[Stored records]
*** Begin section ***
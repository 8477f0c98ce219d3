use std::cmp::Ordering;

use serde::Serialize;

use crate::screening::scoring::CandidateScore;
use crate::screening::signals::ProfileHandles;
use crate::services::ActivityRecord;

/// One ranked candidate. Built once per request and never mutated afterwards.
#[derive(Debug, Clone, Serialize)]
pub struct LeaderboardEntry {
    pub name: String,
    pub score: f64,
    pub years_exp: u32,
    pub skill_gap: Vec<String>,
    pub missing_mandatory: Vec<String>,
    pub interview_prep: Vec<String>,
    pub summary: String,
    pub breakdown: CandidateScore,
    pub github: ActivityRecord,
    pub credential_verified: Option<bool>,
    pub profiles: ProfileHandles,
}

/// Request-scoped collection of scored candidates.
///
/// Entries must be collected in submission order for ties to resolve correctly.
#[derive(Debug, Default)]
pub struct Leaderboard {
    entries: Vec<LeaderboardEntry>,
}

impl Leaderboard {
    /// Highest score first. `sort_by` is stable, so equal scores keep submission order.
    pub fn into_ranked(mut self) -> Vec<LeaderboardEntry> {
        self.entries
            .sort_by(|a, b| b.score.partial_cmp(&a.score).unwrap_or(Ordering::Equal));
        self.entries
    }
}

impl FromIterator<LeaderboardEntry> for Leaderboard {
    fn from_iter<I: IntoIterator<Item = LeaderboardEntry>>(iter: I) -> Self {
        Self {
            entries: iter.into_iter().collect(),
        }
    }
}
*** End section ***
# [How to complete this task]
Only lines holding the word "submission" are wanted, so copy each of them from the records above.

# [Completed exercise]
/// Entries must be collected in submission order for ties to resolve correctly.
    /// Highest score first. `sort_by` is stable, so equal scores keep submission order.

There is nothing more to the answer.